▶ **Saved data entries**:
=== Begin Enclosure ===

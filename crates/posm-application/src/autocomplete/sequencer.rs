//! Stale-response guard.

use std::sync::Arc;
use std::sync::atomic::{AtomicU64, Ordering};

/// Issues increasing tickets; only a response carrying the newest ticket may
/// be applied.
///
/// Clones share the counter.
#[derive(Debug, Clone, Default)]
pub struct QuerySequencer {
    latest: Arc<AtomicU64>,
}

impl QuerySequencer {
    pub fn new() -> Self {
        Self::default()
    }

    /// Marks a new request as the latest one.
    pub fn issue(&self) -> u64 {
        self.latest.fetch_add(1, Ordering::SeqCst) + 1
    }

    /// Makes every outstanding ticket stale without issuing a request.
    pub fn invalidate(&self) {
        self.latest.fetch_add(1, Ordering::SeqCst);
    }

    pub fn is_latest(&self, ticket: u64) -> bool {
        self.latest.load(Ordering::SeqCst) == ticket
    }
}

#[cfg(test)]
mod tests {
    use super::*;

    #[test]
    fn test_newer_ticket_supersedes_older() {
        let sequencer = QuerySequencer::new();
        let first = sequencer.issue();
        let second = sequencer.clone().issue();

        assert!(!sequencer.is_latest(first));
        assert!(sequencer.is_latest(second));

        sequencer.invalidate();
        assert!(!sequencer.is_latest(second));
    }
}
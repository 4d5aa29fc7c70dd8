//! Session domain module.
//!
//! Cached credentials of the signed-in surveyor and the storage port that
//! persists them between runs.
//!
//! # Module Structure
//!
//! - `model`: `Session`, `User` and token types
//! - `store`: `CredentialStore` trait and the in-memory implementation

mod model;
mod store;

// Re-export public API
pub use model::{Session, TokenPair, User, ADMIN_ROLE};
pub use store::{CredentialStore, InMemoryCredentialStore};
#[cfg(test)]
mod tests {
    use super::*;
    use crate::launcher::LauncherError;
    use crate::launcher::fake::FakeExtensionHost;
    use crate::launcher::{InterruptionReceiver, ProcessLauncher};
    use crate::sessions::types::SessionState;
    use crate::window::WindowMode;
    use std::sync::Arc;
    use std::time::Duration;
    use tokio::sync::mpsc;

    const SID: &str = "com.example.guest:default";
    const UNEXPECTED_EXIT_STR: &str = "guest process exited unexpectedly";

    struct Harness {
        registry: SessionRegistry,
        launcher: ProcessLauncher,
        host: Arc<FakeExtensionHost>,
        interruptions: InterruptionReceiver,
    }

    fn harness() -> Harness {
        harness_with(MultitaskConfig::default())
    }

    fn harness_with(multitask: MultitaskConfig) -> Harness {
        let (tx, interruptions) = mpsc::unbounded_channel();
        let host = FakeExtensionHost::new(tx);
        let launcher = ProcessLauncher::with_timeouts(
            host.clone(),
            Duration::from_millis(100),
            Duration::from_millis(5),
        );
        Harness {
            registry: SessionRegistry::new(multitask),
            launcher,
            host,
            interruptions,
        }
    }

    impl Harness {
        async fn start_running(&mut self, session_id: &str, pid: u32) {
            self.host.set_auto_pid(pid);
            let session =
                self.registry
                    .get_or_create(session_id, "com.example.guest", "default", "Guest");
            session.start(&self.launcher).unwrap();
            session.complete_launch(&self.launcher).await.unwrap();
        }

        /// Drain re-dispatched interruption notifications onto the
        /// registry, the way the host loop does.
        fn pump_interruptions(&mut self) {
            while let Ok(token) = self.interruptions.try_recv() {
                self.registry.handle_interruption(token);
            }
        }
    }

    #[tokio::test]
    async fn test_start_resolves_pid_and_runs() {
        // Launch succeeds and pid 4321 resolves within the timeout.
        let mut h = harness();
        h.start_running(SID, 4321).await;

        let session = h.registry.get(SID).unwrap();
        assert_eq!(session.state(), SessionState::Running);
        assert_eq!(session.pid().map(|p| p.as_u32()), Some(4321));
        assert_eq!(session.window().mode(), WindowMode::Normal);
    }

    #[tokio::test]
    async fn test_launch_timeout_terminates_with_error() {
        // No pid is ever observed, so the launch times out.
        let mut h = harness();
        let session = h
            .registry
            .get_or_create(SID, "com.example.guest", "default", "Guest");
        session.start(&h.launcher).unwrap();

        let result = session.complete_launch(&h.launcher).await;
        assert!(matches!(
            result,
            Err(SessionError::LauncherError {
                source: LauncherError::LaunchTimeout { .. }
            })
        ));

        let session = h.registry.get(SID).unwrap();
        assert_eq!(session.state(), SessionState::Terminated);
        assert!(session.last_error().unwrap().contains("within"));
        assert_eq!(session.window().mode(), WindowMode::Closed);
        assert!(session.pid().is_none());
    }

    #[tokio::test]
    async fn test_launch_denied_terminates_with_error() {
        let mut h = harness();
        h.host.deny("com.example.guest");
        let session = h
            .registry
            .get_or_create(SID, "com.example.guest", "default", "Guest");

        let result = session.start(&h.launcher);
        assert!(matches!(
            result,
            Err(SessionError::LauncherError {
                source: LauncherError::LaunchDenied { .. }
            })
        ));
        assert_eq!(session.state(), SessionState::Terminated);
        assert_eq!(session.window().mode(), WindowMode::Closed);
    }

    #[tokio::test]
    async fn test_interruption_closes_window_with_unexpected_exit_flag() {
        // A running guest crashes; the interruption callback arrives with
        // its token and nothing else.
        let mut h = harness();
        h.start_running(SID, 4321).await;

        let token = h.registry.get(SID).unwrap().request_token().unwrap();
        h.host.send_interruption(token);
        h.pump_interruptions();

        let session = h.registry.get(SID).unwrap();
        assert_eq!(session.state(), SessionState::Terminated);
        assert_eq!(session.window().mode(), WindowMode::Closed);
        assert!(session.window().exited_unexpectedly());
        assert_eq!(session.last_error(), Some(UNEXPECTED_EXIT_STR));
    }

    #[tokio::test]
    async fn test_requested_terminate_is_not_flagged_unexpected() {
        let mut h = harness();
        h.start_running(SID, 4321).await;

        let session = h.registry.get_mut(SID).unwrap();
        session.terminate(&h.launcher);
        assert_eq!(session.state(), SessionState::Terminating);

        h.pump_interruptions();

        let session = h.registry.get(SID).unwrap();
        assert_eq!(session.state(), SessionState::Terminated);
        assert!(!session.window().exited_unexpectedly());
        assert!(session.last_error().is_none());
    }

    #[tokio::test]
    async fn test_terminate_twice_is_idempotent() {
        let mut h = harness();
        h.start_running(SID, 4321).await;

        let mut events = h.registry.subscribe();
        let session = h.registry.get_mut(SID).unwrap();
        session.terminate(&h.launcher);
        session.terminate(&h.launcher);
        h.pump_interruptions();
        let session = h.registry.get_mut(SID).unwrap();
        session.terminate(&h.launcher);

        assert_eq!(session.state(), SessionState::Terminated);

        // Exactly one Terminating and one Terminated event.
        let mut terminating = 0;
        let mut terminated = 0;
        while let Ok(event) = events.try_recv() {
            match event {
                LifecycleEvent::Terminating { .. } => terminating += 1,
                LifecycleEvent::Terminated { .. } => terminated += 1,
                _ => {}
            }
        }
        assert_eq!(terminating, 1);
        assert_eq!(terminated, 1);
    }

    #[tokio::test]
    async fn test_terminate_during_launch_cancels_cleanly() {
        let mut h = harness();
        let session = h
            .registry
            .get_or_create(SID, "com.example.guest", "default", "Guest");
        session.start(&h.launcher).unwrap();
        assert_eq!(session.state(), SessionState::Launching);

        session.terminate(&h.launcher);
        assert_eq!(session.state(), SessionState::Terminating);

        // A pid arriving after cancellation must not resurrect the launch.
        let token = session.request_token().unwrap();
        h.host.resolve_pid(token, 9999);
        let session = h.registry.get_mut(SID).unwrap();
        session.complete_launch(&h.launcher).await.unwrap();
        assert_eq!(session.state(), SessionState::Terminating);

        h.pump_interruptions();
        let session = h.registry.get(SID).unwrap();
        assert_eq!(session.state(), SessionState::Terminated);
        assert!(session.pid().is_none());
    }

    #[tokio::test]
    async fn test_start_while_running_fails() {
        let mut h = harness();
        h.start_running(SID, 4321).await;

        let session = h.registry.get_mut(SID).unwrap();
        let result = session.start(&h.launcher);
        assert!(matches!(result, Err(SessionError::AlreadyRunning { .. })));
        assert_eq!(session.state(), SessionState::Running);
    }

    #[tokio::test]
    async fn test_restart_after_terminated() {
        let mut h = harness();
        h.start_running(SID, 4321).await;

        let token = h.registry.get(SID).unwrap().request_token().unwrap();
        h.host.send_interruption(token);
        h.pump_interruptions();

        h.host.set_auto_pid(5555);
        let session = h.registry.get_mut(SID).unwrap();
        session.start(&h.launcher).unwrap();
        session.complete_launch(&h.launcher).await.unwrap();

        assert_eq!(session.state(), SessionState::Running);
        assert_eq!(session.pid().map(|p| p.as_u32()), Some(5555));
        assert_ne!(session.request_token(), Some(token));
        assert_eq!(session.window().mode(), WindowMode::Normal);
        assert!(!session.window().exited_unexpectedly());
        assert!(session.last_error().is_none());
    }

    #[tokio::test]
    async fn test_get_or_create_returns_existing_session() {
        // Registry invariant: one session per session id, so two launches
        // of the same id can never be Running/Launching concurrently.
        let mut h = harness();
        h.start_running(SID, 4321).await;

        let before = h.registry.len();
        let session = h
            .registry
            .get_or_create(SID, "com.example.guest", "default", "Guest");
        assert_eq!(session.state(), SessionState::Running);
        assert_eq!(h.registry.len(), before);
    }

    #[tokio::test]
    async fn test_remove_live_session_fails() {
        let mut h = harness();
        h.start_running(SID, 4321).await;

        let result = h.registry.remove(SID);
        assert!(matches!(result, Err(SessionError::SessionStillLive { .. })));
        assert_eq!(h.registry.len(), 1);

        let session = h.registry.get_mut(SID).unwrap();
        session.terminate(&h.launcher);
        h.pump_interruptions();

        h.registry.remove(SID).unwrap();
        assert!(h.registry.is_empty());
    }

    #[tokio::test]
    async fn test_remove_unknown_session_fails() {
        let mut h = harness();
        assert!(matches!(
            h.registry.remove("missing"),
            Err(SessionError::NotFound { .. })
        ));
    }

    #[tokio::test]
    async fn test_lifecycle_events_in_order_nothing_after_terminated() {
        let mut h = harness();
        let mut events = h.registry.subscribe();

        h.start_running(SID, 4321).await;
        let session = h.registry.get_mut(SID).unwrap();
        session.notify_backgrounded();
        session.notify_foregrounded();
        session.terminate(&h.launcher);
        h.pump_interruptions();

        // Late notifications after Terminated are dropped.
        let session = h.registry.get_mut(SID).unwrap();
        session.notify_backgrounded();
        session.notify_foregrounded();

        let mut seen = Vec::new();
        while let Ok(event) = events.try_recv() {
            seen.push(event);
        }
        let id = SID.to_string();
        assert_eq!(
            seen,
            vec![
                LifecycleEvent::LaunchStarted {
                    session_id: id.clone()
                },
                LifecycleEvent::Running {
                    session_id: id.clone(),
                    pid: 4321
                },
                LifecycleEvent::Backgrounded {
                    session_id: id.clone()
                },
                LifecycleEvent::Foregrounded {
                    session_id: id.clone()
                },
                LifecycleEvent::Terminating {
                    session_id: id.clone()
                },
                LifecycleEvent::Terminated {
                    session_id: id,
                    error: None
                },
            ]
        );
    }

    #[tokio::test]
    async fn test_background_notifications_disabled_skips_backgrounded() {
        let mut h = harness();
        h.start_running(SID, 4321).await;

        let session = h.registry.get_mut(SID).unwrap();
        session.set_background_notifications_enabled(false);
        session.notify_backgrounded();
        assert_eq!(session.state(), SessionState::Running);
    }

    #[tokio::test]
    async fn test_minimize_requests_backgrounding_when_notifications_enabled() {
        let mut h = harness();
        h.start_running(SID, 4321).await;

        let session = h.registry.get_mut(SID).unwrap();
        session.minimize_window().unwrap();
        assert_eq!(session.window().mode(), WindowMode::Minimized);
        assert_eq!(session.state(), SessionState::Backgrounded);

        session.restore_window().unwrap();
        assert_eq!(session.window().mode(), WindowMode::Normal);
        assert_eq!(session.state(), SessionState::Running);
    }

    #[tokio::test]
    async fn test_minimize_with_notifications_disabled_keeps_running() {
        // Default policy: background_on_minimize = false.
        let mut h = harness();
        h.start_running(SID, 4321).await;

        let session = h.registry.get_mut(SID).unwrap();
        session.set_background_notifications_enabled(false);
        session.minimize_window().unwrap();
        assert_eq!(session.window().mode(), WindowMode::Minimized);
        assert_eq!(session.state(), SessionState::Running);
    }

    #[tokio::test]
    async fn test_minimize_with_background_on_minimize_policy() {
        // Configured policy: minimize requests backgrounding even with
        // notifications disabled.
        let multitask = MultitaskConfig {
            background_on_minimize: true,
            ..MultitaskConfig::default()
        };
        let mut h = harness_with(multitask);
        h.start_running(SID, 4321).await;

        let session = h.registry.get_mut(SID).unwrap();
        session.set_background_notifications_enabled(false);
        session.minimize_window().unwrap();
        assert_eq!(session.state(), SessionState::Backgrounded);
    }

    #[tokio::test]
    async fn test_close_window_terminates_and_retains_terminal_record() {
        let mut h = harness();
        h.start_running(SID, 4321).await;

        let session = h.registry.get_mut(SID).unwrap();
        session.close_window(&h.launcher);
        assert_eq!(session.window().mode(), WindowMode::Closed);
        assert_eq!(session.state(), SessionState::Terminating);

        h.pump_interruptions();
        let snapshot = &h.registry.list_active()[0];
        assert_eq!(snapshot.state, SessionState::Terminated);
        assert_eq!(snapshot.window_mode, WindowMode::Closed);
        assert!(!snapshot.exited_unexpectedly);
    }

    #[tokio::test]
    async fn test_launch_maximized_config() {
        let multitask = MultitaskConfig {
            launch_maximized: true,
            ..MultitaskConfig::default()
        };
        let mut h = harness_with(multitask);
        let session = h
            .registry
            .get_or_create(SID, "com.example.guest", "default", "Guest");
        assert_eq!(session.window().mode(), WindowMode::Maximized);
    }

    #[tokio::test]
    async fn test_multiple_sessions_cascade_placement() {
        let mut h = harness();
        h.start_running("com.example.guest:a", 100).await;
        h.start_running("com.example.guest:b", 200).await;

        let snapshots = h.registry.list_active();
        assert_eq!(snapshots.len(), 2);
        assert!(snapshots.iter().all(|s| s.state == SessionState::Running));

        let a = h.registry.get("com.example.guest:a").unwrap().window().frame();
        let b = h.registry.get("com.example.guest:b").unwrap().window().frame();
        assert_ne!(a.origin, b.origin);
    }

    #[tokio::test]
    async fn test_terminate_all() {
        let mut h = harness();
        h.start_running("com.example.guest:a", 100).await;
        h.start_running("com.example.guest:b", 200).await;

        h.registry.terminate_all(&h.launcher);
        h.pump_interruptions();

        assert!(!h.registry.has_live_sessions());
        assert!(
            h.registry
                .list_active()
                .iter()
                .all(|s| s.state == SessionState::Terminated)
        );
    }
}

=== End Enclosure ===

▶ **Problem statement**:
Write out every line in the data that holds the string "true".

▶ **Answer for the task**:
            background_on_minimize: true,
            launch_maximized: true,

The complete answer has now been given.